Exercise details: Restate the full set of records exactly, without adding or dropping a word.

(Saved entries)
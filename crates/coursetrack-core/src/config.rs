//! Configuration loading.
//!
//! Search order:
//! 1. an explicit `--config` path
//! 2. `coursetrack.toml` in the current directory
//! 3. `~/.config/coursetrack/config.toml`
//!
//! Relative paths inside a config file are resolved against the file's directory.

use std::path::{Path, PathBuf};

use anyhow::{Context, Result};
use serde::{Deserialize, Serialize};

/// Top-level coursetrack configuration.
#[derive(Debug, Clone, PartialEq, Eq, Serialize, Deserialize)]
pub struct CourseTrackConfig {
    /// Course catalog TOML file.
    #[serde(default = "default_catalog")]
    pub catalog: PathBuf,
    /// Directory holding persisted progress.
    #[serde(default = "default_data_dir")]
    pub data_dir: PathBuf,
    /// Append completion events here as JSON lines.
    #[serde(default)]
    pub completion_log: Option<PathBuf>,
}

fn default_catalog() -> PathBuf {
    PathBuf::from("courses/installer.toml")
}

fn default_data_dir() -> PathBuf {
    PathBuf::from(".coursetrack")
}

impl Default for CourseTrackConfig {
    fn default() -> Self {
        Self {
            catalog: default_catalog(),
            data_dir: default_data_dir(),
            completion_log: None,
        }
    }
}

/// Resolve environment variable references like `${VAR_NAME}` in a string.
///
/// Substituted values are not scanned again.
fn resolve_env_vars(s: &str) -> String {
    let mut result = String::with_capacity(s.len());
    let mut rest = s;
    while let Some(start) = rest.find("${") {
        let Some(end) = rest[start..].find('}') else {
            break;
        };
        result.push_str(&rest[..start]);
        let var_name = &rest[start + 2..start + end];
        result.push_str(&std::env::var(var_name).unwrap_or_default());
        rest = &rest[start + end + 1..];
    }
    result.push_str(rest);
    result
}

fn resolve_path(path: &Path, base: Option<&Path>) -> PathBuf {
    let resolved = PathBuf::from(resolve_env_vars(&path.to_string_lossy()));
    match base {
        Some(base) if resolved.is_relative() => base.join(resolved),
        _ => resolved,
    }
}

/// Load config from an explicit path, or search the default locations.
///
/// `COURSETRACK_CATALOG` and `COURSETRACK_DATA_DIR` override the file.
pub fn load_config_from(path: Option<&Path>) -> Result<CourseTrackConfig> {
    let config_path = if let Some(p) = path {
        if p.exists() {
            Some(p.to_path_buf())
        } else {
            anyhow::bail!("config file not found: {}", p.display());
        }
    } else {
        let local = PathBuf::from("coursetrack.toml");
        if local.exists() {
            Some(local)
        } else if let Some(home) = dirs_path() {
            let global = home.join("config.toml");
            if global.exists() {
                Some(global)
            } else {
                None
            }
        } else {
            None
        }
    };

    let mut config = match &config_path {
        Some(path) => {
            let content = std::fs::read_to_string(path)
                .with_context(|| format!("failed to read config: {}", path.display()))?;
            let parsed = toml::from_str::<CourseTrackConfig>(&content)
                .with_context(|| format!("failed to parse config: {}", path.display()))?;
            tracing::debug!("loaded config from {}", path.display());
            parsed
        }
        None => CourseTrackConfig::default(),
    };

    let base = config_path
        .as_deref()
        .and_then(Path::parent)
        .filter(|p| !p.as_os_str().is_empty());
    config.catalog = resolve_path(&config.catalog, base);
    config.data_dir = resolve_path(&config.data_dir, base);
    config.completion_log = config
        .completion_log
        .as_deref()
        .map(|p| resolve_path(p, base));

    // Env overrides are taken as given, relative to the working directory
    if let Ok(catalog) = std::env::var("COURSETRACK_CATALOG") {
        config.catalog = PathBuf::from(catalog);
    }
    if let Ok(dir) = std::env::var("COURSETRACK_DATA_DIR") {
        config.data_dir = PathBuf::from(dir);
    }

    Ok(config)
}

fn dirs_path() -> Option<PathBuf> {
    std::env::var("HOME")
        .ok()
        .map(|h| PathBuf::from(h).join(".config").join("coursetrack"))
}

#[cfg(test)]
mod tests {
    use super::*;

    #[test]
    fn resolve_env_vars_basic() {
        std::env::set_var("_COURSETRACK_TEST_VAR", "hello");
        assert_eq!(resolve_env_vars("${_COURSETRACK_TEST_VAR}"), "hello");
        assert_eq!(
            resolve_env_vars("prefix_${_COURSETRACK_TEST_VAR}_suffix"),
            "prefix_hello_suffix"
        );
        assert_eq!(resolve_env_vars("${unterminated"), "${unterminated");
        std::env::remove_var("_COURSETRACK_TEST_VAR");
    }

    #[test]
    fn resolved_values_are_not_expanded_again() {
        std::env::set_var("_COURSETRACK_NESTED_VAR", "${_COURSETRACK_NESTED_VAR}/x");
        assert_eq!(
            resolve_env_vars("${_COURSETRACK_NESTED_VAR}-${_COURSETRACK_UNSET_VAR}"),
            "${_COURSETRACK_NESTED_VAR}/x-"
        );
        std::env::remove_var("_COURSETRACK_NESTED_VAR");
    }

    #[test]
    fn default_config() {
        let config = CourseTrackConfig::default();
        assert_eq!(config.catalog, PathBuf::from("courses/installer.toml"));
        assert_eq!(config.data_dir, PathBuf::from(".coursetrack"));
        assert!(config.completion_log.is_none());
    }

    #[test]
    fn parse_config() {
        let toml_str = r#"
catalog = "courses/installer.toml"
data_dir = "/var/lib/coursetrack"
completion_log = "completions.jsonl"
"#;
        let config: CourseTrackConfig = toml::from_str(toml_str).unwrap();
        assert_eq!(config.catalog, PathBuf::from("courses/installer.toml"));
        assert_eq!(
            config.completion_log,
            Some(PathBuf::from("completions.jsonl"))
        );
    }

    #[test]
    fn relative_paths_follow_config_file() {
        let dir = tempfile::tempdir().unwrap();
        let path = dir.path().join("coursetrack.toml");
        std::fs::write(
            &path,
            "catalog = \"course.toml\"\ndata_dir = \"/abs/data\"\ncompletion_log = \"done.jsonl\"\n",
        )
        .unwrap();

        let config = load_config_from(Some(&path)).unwrap();
        assert_eq!(config.catalog, dir.path().join("course.toml"));
        assert_eq!(config.completion_log, Some(dir.path().join("done.jsonl")));
        if std::env::var("COURSETRACK_DATA_DIR").is_err() {
            assert_eq!(config.data_dir, PathBuf::from("/abs/data"));
        }
    }

    #[test]
    fn missing_explicit_config_is_an_error() {
        let result = load_config_from(Some(Path::new("/definitely/not/here.toml")));
        assert!(result.is_err());
    }
}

Exercise response:
filename crates/coursetrack-core/src/config.rs
//! Configuration loading.
//!
//! Search order:
//! 1. an explicit `--config` path
//! 2. `coursetrack.toml` in the current directory
//! 3. `~/.config/coursetrack/config.toml`
//!
//! Relative paths inside a config file are resolved against the file's directory.

use std::path::{Path, PathBuf};

use anyhow::{Context, Result};
use serde::{Deserialize, Serialize};

/// Top-level coursetrack configuration.
#[derive(Debug, Clone, PartialEq, Eq, Serialize, Deserialize)]
pub struct CourseTrackConfig {
    /// Course catalog TOML file.
    #[serde(default = "default_catalog")]
    pub catalog: PathBuf,
    /// Directory holding persisted progress.
    #[serde(default = "default_data_dir")]
    pub data_dir: PathBuf,
    /// Append completion events here as JSON lines.
    #[serde(default)]
    pub completion_log: Option<PathBuf>,
}

fn default_catalog() -> PathBuf {
    PathBuf::from("courses/installer.toml")
}

fn default_data_dir() -> PathBuf {
    PathBuf::from(".coursetrack")
}

impl Default for CourseTrackConfig {
    fn default() -> Self {
        Self {
            catalog: default_catalog(),
            data_dir: default_data_dir(),
            completion_log: None,
        }
    }
}

/// Resolve environment variable references like `${VAR_NAME}` in a string.
///
/// Substituted values are not scanned again.
fn resolve_env_vars(s: &str) -> String {
    let mut result = String::with_capacity(s.len());
    let mut rest = s;
    while let Some(start) = rest.find("${") {
        let Some(end) = rest[start..].find('}') else {
            break;
        };
        result.push_str(&rest[..start]);
        let var_name = &rest[start + 2..start + end];
        result.push_str(&std::env::var(var_name).unwrap_or_default());
        rest = &rest[start + end + 1..];
    }
    result.push_str(rest);
    result
}

fn resolve_path(path: &Path, base: Option<&Path>) -> PathBuf {
    let resolved = PathBuf::from(resolve_env_vars(&path.to_string_lossy()));
    match base {
        Some(base) if resolved.is_relative() => base.join(resolved),
        _ => resolved,
    }
}

/// Load config from an explicit path, or search the default locations.
///
/// `COURSETRACK_CATALOG` and `COURSETRACK_DATA_DIR` override the file.
pub fn load_config_from(path: Option<&Path>) -> Result<CourseTrackConfig> {
    let config_path = if let Some(p) = path {
        if p.exists() {
            Some(p.to_path_buf())
        } else {
            anyhow::bail!("config file not found: {}", p.display());
        }
    } else {
        let local = PathBuf::from("coursetrack.toml");
        if local.exists() {
            Some(local)
        } else if let Some(home) = dirs_path() {
            let global = home.join("config.toml");
            if global.exists() {
                Some(global)
            } else {
                None
            }
        } else {
            None
        }
    };

    let mut config = match &config_path {
        Some(path) => {
            let content = std::fs::read_to_string(path)
                .with_context(|| format!("failed to read config: {}", path.display()))?;
            let parsed = toml::from_str::<CourseTrackConfig>(&content)
                .with_context(|| format!("failed to parse config: {}", path.display()))?;
            tracing::debug!("loaded config from {}", path.display());
            parsed
        }
        None => CourseTrackConfig::default(),
    };

    let base = config_path
        .as_deref()
        .and_then(Path::parent)
        .filter(|p| !p.as_os_str().is_empty());
    config.catalog = resolve_path(&config.catalog, base);
    config.data_dir = resolve_path(&config.data_dir, base);
    config.completion_log = config
        .completion_log
        .as_deref()
        .map(|p| resolve_path(p, base));

    // Env overrides are taken as given, relative to the working directory
    if let Ok(catalog) = std::env::var("COURSETRACK_CATALOG") {
        config.catalog = PathBuf::from(catalog);
    }
    if let Ok(dir) = std::env::var("COURSETRACK_DATA_DIR") {
        config.data_dir = PathBuf::from(dir);
    }

    Ok(config)
}

fn dirs_path() -> Option<PathBuf> {
    std::env::var("HOME")
        .ok()
        .map(|h| PathBuf::from(h).join(".config").join("coursetrack"))
}

#[cfg(test)]
mod tests {
    use super::*;

    #[test]
    fn resolve_env_vars_basic() {
        std::env::set_var("_COURSETRACK_TEST_VAR", "hello");
        assert_eq!(resolve_env_vars("${_COURSETRACK_TEST_VAR}"), "hello");
        assert_eq!(
            resolve_env_vars("prefix_${_COURSETRACK_TEST_VAR}_suffix"),
            "prefix_hello_suffix"
        );
        assert_eq!(resolve_env_vars("${unterminated"), "${unterminated");
        std::env::remove_var("_COURSETRACK_TEST_VAR");
    }

    #[test]
    fn resolved_values_are_not_expanded_again() {
        std::env::set_var("_COURSETRACK_NESTED_VAR", "${_COURSETRACK_NESTED_VAR}/x");
        assert_eq!(
            resolve_env_vars("${_COURSETRACK_NESTED_VAR}-${_COURSETRACK_UNSET_VAR}"),
            "${_COURSETRACK_NESTED_VAR}/x-"
        );
        std::env::remove_var("_COURSETRACK_NESTED_VAR");
    }

    #[test]
    fn default_config() {
        let config = CourseTrackConfig::default();
        assert_eq!(config.catalog, PathBuf::from("courses/installer.toml"));
        assert_eq!(config.data_dir, PathBuf::from(".coursetrack"));
        assert!(config.completion_log.is_none());
    }

    #[test]
    fn parse_config() {
        let toml_str = r#"
catalog = "courses/installer.toml"
data_dir = "/var/lib/coursetrack"
completion_log = "completions.jsonl"
"#;
        let config: CourseTrackConfig = toml::from_str(toml_str).unwrap();
        assert_eq!(config.catalog, PathBuf::from("courses/installer.toml"));
        assert_eq!(
            config.completion_log,
            Some(PathBuf::from("completions.jsonl"))
        );
    }

    #[test]
    fn relative_paths_follow_config_file() {
        let dir = tempfile::tempdir().unwrap();
        let path = dir.path().join("coursetrack.toml");
        std::fs::write(
            &path,
            "catalog = \"course.toml\"\ndata_dir = \"/abs/data\"\ncompletion_log = \"done.jsonl\"\n",
        )
        .unwrap();

        let config = load_config_from(Some(&path)).unwrap();
        assert_eq!(config.catalog, dir.path().join("course.toml"));
        assert_eq!(config.completion_log, Some(dir.path().join("done.jsonl")));
        if std::env::var("COURSETRACK_DATA_DIR").is_err() {
            assert_eq!(config.data_dir, PathBuf::from("/abs/data"));
        }
    }

    #[test]
    fn missing_explicit_config_is_an_error() {
        let result = load_config_from(Some(Path::new("/definitely/not/here.toml")));
        assert!(result.is_err());
    }
}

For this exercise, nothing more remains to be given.